I have read this submission. I believe that I have an appropriate level of expertise to confirm that it is of an acceptable scientific standard.

The Title is appropriate, the Abstract is useful and the article clearly constructed. The experimental design also appears appropriate.

I am pleased to see complete data collection information, enabling the experiment to be duplicated, however, although it is required as a part of the F1000Research format, the raw data could be more easily understood if graphed.

I have the following comments about the Conclusion/Discussion section:

The last part of last sentence in the Methods section should go into the Discussion and lead on to a more detailed discussion of the lichen’s growth (or death).

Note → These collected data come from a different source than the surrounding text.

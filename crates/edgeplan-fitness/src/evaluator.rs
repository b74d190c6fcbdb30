//! The fitness function: feasibility, predicted latency, dependency bonus.

use std::sync::Arc;

use tracing::debug;

use edgeplan_model::{ClusterModel, Solution};
use edgeplan_trace::{Heatmap, ProcessingTimes, TraceSet};

/// Sentinel score for plans that violate a hard constraint.
///
/// Large enough that any feasible plan beats it; the search treats it as
/// "very slow", not as an error.
pub const INFEASIBLE_PENALTY: f64 = 999_999_999.0;

/// Fixed one-hop network delay in microseconds, charged once per span
/// whose service is not the trace's entry service.
pub const DEFAULT_NETWORK_DELAY_US: f64 = 50_000.0;

/// One span with its lookups already resolved against the model and the
/// processing-time tables.
#[derive(Debug, Clone)]
struct ResolvedSpan {
    service: usize,
    edge_us: f64,
    cloud_us: f64,
    /// Entry spans don't pay the network delay.
    entry: bool,
}

#[derive(Debug, Clone)]
struct ResolvedTrace {
    spans: Vec<ResolvedSpan>,
}

/// Scores candidate plans against the recorded workload.
///
/// Construction resolves every span once (service index, edge/cloud
/// processing times); spans referencing unknown services or missing table
/// entries are reported and contribute zero, per the noisy-trace policy.
#[derive(Debug)]
pub struct Evaluator {
    model: Arc<ClusterModel>,
    traces: Vec<ResolvedTrace>,
    /// Resolved heatmap entries: (service a, service b, weight).
    heatmap: Vec<(usize, usize, f64)>,
    network_delay_us: f64,
}

impl Evaluator {
    pub fn new(
        model: Arc<ClusterModel>,
        traces: &TraceSet,
        edge_times: &ProcessingTimes,
        cloud_times: &ProcessingTimes,
    ) -> Self {
        let resolved = traces
            .data
            .iter()
            .map(|trace| {
                let entry = trace.entry_service().map(str::to_string);
                let spans = trace
                    .spans
                    .iter()
                    .filter_map(|span| {
                        let Some(service) = model.service_index(&span.service_name) else {
                            debug!(
                                service = %span.service_name,
                                trace = %trace.trace_id,
                                "span service not in the cluster model, skipping"
                            );
                            return None;
                        };
                        let lookup = |times: &ProcessingTimes, table: &str| -> f64 {
                            match times
                                .get(&span.service_name)
                                .and_then(|ops| ops.get(&span.operation_name))
                            {
                                Some(us) => *us as f64,
                                None => {
                                    debug!(
                                        service = %span.service_name,
                                        operation = %span.operation_name,
                                        table,
                                        "no processing time recorded, counting zero"
                                    );
                                    0.0
                                }
                            }
                        };
                        Some(ResolvedSpan {
                            service,
                            edge_us: lookup(edge_times, "edge"),
                            cloud_us: lookup(cloud_times, "cloud"),
                            entry: entry.as_deref() == Some(span.service_name.as_str()),
                        })
                    })
                    .collect();
                ResolvedTrace { spans }
            })
            .collect();

        Self {
            model,
            traces: resolved,
            heatmap: Vec::new(),
            network_delay_us: DEFAULT_NETWORK_DELAY_US,
        }
    }

    /// Attach a dependency heatmap; its aggregate co-location term is
    /// subtracted from the predicted latency as a bonus.
    pub fn with_heatmap(mut self, heatmap: &Heatmap) -> Self {
        self.heatmap = heatmap
            .iter()
            .filter_map(|(from, to, weight)| {
                let a = self.model.service_index(from);
                let b = self.model.service_index(to);
                match (a, b) {
                    (Some(a), Some(b)) => Some((a, b, weight)),
                    _ => {
                        debug!(from, to, "heatmap pair not in the cluster model, skipping");
                        None
                    }
                }
            })
            .collect();
        self
    }

    /// Override the per-hop network delay (µs).
    pub fn with_network_delay(mut self, delay_us: f64) -> Self {
        self.network_delay_us = delay_us;
        self
    }

    pub fn model(&self) -> &Arc<ClusterModel> {
        &self.model
    }

    /// Whether the plan fits every node and respects edge pinning.
    pub fn is_feasible(&self, solution: &Solution) -> bool {
        let cloud = self.model.cloud_node_index();
        for (s, _) in self.model.services().iter().enumerate() {
            if self.model.is_edge_pinned(s) && solution.get(cloud, s) > 0 {
                return false;
            }
        }

        for (n, node) in self.model.nodes().iter().enumerate() {
            let mut cpu = 0u64;
            let mut memory = 0u64;
            for (s, service) in self.model.services().iter().enumerate() {
                let replicas = u64::from(solution.get(n, s));
                cpu += replicas * u64::from(service.cpu);
                memory += replicas * u64::from(service.memory);
            }
            if cpu > u64::from(node.cpu) || memory > u64::from(node.memory) {
                return false;
            }
        }
        true
    }

    /// Score a plan. Lower is better; a negative score (bonus exceeding
    /// the predicted latency) is valid.
    pub fn evaluate(&self, solution: &Solution) -> f64 {
        if !self.is_feasible(solution) {
            return INFEASIBLE_PENALTY;
        }

        let cloud = self.model.cloud_node_index();
        let services = self.model.service_count();

        // Per-service probability that a request hits the cloud replica set.
        let mut totals = vec![0u32; services];
        let mut cloud_probability = vec![0.0f64; services];
        for (s, probability) in cloud_probability.iter_mut().enumerate() {
            let total = solution.service_total(s);
            totals[s] = total;
            if total > 0 {
                *probability = f64::from(solution.get(cloud, s)) / f64::from(total);
            }
        }

        let mut predicted_sum = 0.0;
        for trace in &self.traces {
            let mut duration = 0.0;
            for span in &trace.spans {
                let p = cloud_probability[span.service];
                duration += p * span.cloud_us + (1.0 - p) * span.edge_us;
                if !span.entry {
                    duration += self.network_delay_us;
                }
            }
            predicted_sum += duration;
        }
        let average = if self.traces.is_empty() {
            0.0
        } else {
            predicted_sum / self.traces.len() as f64
        };

        // Co-location bonus: probability both services share a node,
        // weighted by dependency strength.
        let mut bonus = 0.0;
        for &(a, b, weight) in &self.heatmap {
            if totals[a] == 0 || totals[b] == 0 {
                continue;
            }
            let mut co_location = 0.0;
            for n in 0..self.model.node_count() {
                let pa = f64::from(solution.get(n, a)) / f64::from(totals[a]);
                let pb = f64::from(solution.get(n, b)) / f64::from(totals[b]);
                co_location += pa * pb;
            }
            bonus += co_location * weight;
        }

        average - bonus
    }
}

This following sentence is unclear. It implies that the non-planted controls had seedling growth. How could this be possible if it was simply straight substrate? “[D]uring the trial, seedlings of trees and grasses were observed growing out of these modules, although control modules also had such seedling growth.” How would the Sopraflora-X get seeds?

While beyond the scope of the study, could a line be added about transplanting/regrowth-rate/propagation? Those features have an important impact on the future use of lichens. In my experience, Lichen growth under “normal” conditions is very slow.

The authors should talk more about the wind damage which might be an indication that the lichens have not attached themselves. This is important because most green roofs are very windy places.

It is also worth noting that displaced lichen cover would function less effectively.

I have read this submission. I believe that I have an appropriate level of expertise to confirm that it is of an acceptable scientific standard.